■ AIM OF THE TASK ■
Word for word, restate all of the data shown below.

■ INFORMATION GIVEN ■
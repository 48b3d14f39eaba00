mod common;

use common::{collecting_config, request, scraper};
use serde_json::json;
use spec_scraper::{ScrapeConfig, ScrapeError};

const MOVIE_PATH: &str = "/title/tt0371746/";

#[tokio::test]
async fn test_inline_errors_in_list() {
    let (_, scraper) = scraper();
    let spec = json!({
        "shows": [{ "_elem": ".card", "title": ".t", "year": ".y" }],
    });
    let config = ScrapeConfig::default().testing(true);
    let result = scraper
        .scrape(request("/search", spec).config(config))
        .await
        .unwrap();

    assert_eq!(result["shows"][0], json!({ "title": "Iron Man", "year": "2008" }));
    assert_eq!(
        result["shows"][4],
        json!({ "title": "Iron Man 3", "year": "Couldn't find '.y'" })
    );
}

#[tokio::test]
async fn test_separate_errors_defaults() {
    let (_, scraper) = scraper();
    let spec = json!({
        "title": ".title",
        "budget": ".budget",
        "crew": [".crew li"],
        "box": { "_elem": ".box_office", "gross": ".gross" },
    });
    let config = ScrapeConfig::default().separate_errors(true);
    let result = scraper
        .scrape(request(MOVIE_PATH, spec).config(config))
        .await
        .unwrap();

    assert_eq!(
        result,
        json!({
            "title": "Iron Man (2008)",
            "budget": "",
            "crew": [],
            "box": {},
            "errors": {
                "budget": "Couldn't find '.budget'",
                "crew": "Couldn't find '.crew li'",
                "box": "Couldn't find '.box_office'",
            },
        })
    );
}

#[tokio::test]
async fn test_separate_errors_nested() {
    let (_, scraper) = scraper();
    let spec = json!({
        "movie": { "_elem": ".title_wrapper", "title": "h1", "rating": ".rating" },
    });
    let config = ScrapeConfig::default().separate_errors(true);
    let result = scraper
        .scrape(request(MOVIE_PATH, spec).config(config))
        .await
        .unwrap();

    assert_eq!(
        result,
        json!({
            "movie": {
                "title": "Iron Man (2008)",
                "rating": "",
                "errors": { "rating": "Couldn't find '.rating'" },
            },
        })
    );
}

#[tokio::test]
async fn test_separate_errors_and_testing() {
    let (_, scraper) = scraper();
    let spec = json!({ "title": ".title", "budget": ".budget" });
    let config = ScrapeConfig::default().separate_errors(true).testing(true);
    let result = scraper
        .scrape(request(MOVIE_PATH, spec).config(config))
        .await
        .unwrap();

    assert_eq!(
        result,
        json!({
            "title": "Iron Man (2008)",
            "budget": "Couldn't find '.budget'",
            "errors": { "budget": "Couldn't find '.budget'" },
        })
    );
}

#[tokio::test]
async fn test_top_level_testing() {
    let (_, scraper) = scraper();
    let config = ScrapeConfig::default().testing(true);
    let result = scraper
        .scrape(request(MOVIE_PATH, json!(".missing")).config(config))
        .await
        .unwrap();
    assert_eq!(result, json!("Couldn't find '.missing'"));
}

#[tokio::test]
async fn test_top_level_separate_errors_propagates() {
    let (_, scraper) = scraper();
    let config = ScrapeConfig::default().separate_errors(true);
    let err = scraper
        .scrape(request(MOVIE_PATH, json!(".missing")).config(config))
        .await
        .unwrap_err();
    assert_eq!(err.to_string(), "Couldn't find '.missing'");
}

#[tokio::test]
async fn test_configuration_errors_are_not_isolated() {
    let (_, scraper) = scraper();
    let spec = json!({ "title": ".title", "rating": { "_value": "data-rating" } });
    let config = ScrapeConfig::default().separate_errors(true).testing(true);
    let err = scraper
        .scrape(request(MOVIE_PATH, spec).config(config))
        .await
        .unwrap_err();
    assert!(matches!(err, ScrapeError::Configuration(_)));
}

#[tokio::test]
async fn test_logger_names_nesting_selector() {
    let (_, scraper) = scraper();
    let (logs, config) = collecting_config();
    let spec = json!({
        "cast": [{ "_elem": ".cast_list tr", "character": ".character" }],
        "budget": ".budget",
    });
    let result = scraper
        .scrape(request(MOVIE_PATH, spec).config(config.separate_errors(true)))
        .await
        .unwrap();

    assert_eq!(result["cast"][2], json!({ "character": "", "errors": { "character": "Couldn't find '.character'" } }));
    let mut logs = logs.lock().unwrap().clone();
    logs.sort();
    assert_eq!(
        logs,
        vec![
            "Couldn't find '.budget'".to_string(),
            "Couldn't find '.character' in '.cast_list tr'".to_string(),
        ]
    );
}

#[tokio::test]
async fn test_enable_logging_keeps_results() {
    let (_, scraper) = scraper();
    let config = ScrapeConfig::default().enable_logging(true).testing(true);
    let result = scraper
        .scrape(request(MOVIE_PATH, json!({ "budget": ".budget" })).config(config))
        .await
        .unwrap();
    assert_eq!(result, json!({ "budget": "Couldn't find '.budget'" }));
}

■ THE COMPLETED TASK ■
repository 48b3d14f39eaba00
mod common;

use common::{collecting_config, request, scraper};
use serde_json::json;
use spec_scraper::{ScrapeConfig, ScrapeError};

const MOVIE_PATH: &str = "/title/tt0371746/";

#[tokio::test]
async fn test_inline_errors_in_list() {
    let (_, scraper) = scraper();
    let spec = json!({
        "shows": [{ "_elem": ".card", "title": ".t", "year": ".y" }],
    });
    let config = ScrapeConfig::default().testing(true);
    let result = scraper
        .scrape(request("/search", spec).config(config))
        .await
        .unwrap();

    assert_eq!(result["shows"][0], json!({ "title": "Iron Man", "year": "2008" }));
    assert_eq!(
        result["shows"][4],
        json!({ "title": "Iron Man 3", "year": "Couldn't find '.y'" })
    );
}

#[tokio::test]
async fn test_separate_errors_defaults() {
    let (_, scraper) = scraper();
    let spec = json!({
        "title": ".title",
        "budget": ".budget",
        "crew": [".crew li"],
        "box": { "_elem": ".box_office", "gross": ".gross" },
    });
    let config = ScrapeConfig::default().separate_errors(true);
    let result = scraper
        .scrape(request(MOVIE_PATH, spec).config(config))
        .await
        .unwrap();

    assert_eq!(
        result,
        json!({
            "title": "Iron Man (2008)",
            "budget": "",
            "crew": [],
            "box": {},
            "errors": {
                "budget": "Couldn't find '.budget'",
                "crew": "Couldn't find '.crew li'",
                "box": "Couldn't find '.box_office'",
            },
        })
    );
}

#[tokio::test]
async fn test_separate_errors_nested() {
    let (_, scraper) = scraper();
    let spec = json!({
        "movie": { "_elem": ".title_wrapper", "title": "h1", "rating": ".rating" },
    });
    let config = ScrapeConfig::default().separate_errors(true);
    let result = scraper
        .scrape(request(MOVIE_PATH, spec).config(config))
        .await
        .unwrap();

    assert_eq!(
        result,
        json!({
            "movie": {
                "title": "Iron Man (2008)",
                "rating": "",
                "errors": { "rating": "Couldn't find '.rating'" },
            },
        })
    );
}

#[tokio::test]
async fn test_separate_errors_and_testing() {
    let (_, scraper) = scraper();
    let spec = json!({ "title": ".title", "budget": ".budget" });
    let config = ScrapeConfig::default().separate_errors(true).testing(true);
    let result = scraper
        .scrape(request(MOVIE_PATH, spec).config(config))
        .await
        .unwrap();

    assert_eq!(
        result,
        json!({
            "title": "Iron Man (2008)",
            "budget": "Couldn't find '.budget'",
            "errors": { "budget": "Couldn't find '.budget'" },
        })
    );
}

#[tokio::test]
async fn test_top_level_testing() {
    let (_, scraper) = scraper();
    let config = ScrapeConfig::default().testing(true);
    let result = scraper
        .scrape(request(MOVIE_PATH, json!(".missing")).config(config))
        .await
        .unwrap();
    assert_eq!(result, json!("Couldn't find '.missing'"));
}

#[tokio::test]
async fn test_top_level_separate_errors_propagates() {
    let (_, scraper) = scraper();
    let config = ScrapeConfig::default().separate_errors(true);
    let err = scraper
        .scrape(request(MOVIE_PATH, json!(".missing")).config(config))
        .await
        .unwrap_err();
    assert_eq!(err.to_string(), "Couldn't find '.missing'");
}

#[tokio::test]
async fn test_configuration_errors_are_not_isolated() {
    let (_, scraper) = scraper();
    let spec = json!({ "title": ".title", "rating": { "_value": "data-rating" } });
    let config = ScrapeConfig::default().separate_errors(true).testing(true);
    let err = scraper
        .scrape(request(MOVIE_PATH, spec).config(config))
        .await
        .unwrap_err();
    assert!(matches!(err, ScrapeError::Configuration(_)));
}

#[tokio::test]
async fn test_logger_names_nesting_selector() {
    let (_, scraper) = scraper();
    let (logs, config) = collecting_config();
    let spec = json!({
        "cast": [{ "_elem": ".cast_list tr", "character": ".character" }],
        "budget": ".budget",
    });
    let result = scraper
        .scrape(request(MOVIE_PATH, spec).config(config.separate_errors(true)))
        .await
        .unwrap();

    assert_eq!(result["cast"][2], json!({ "character": "", "errors": { "character": "Couldn't find '.character'" } }));
    let mut logs = logs.lock().unwrap().clone();
    logs.sort();
    assert_eq!(
        logs,
        vec![
            "Couldn't find '.budget'".to_string(),
            "Couldn't find '.character' in '.cast_list tr'".to_string(),
        ]
    );
}

#[tokio::test]
async fn test_enable_logging_keeps_results() {
    let (_, scraper) = scraper();
    let config = ScrapeConfig::default().enable_logging(true).testing(true);
    let result = scraper
        .scrape(request(MOVIE_PATH, json!({ "budget": ".budget" })).config(config))
        .await
        .unwrap();
    assert_eq!(result, json!({ "budget": "Couldn't find '.budget'" }));
}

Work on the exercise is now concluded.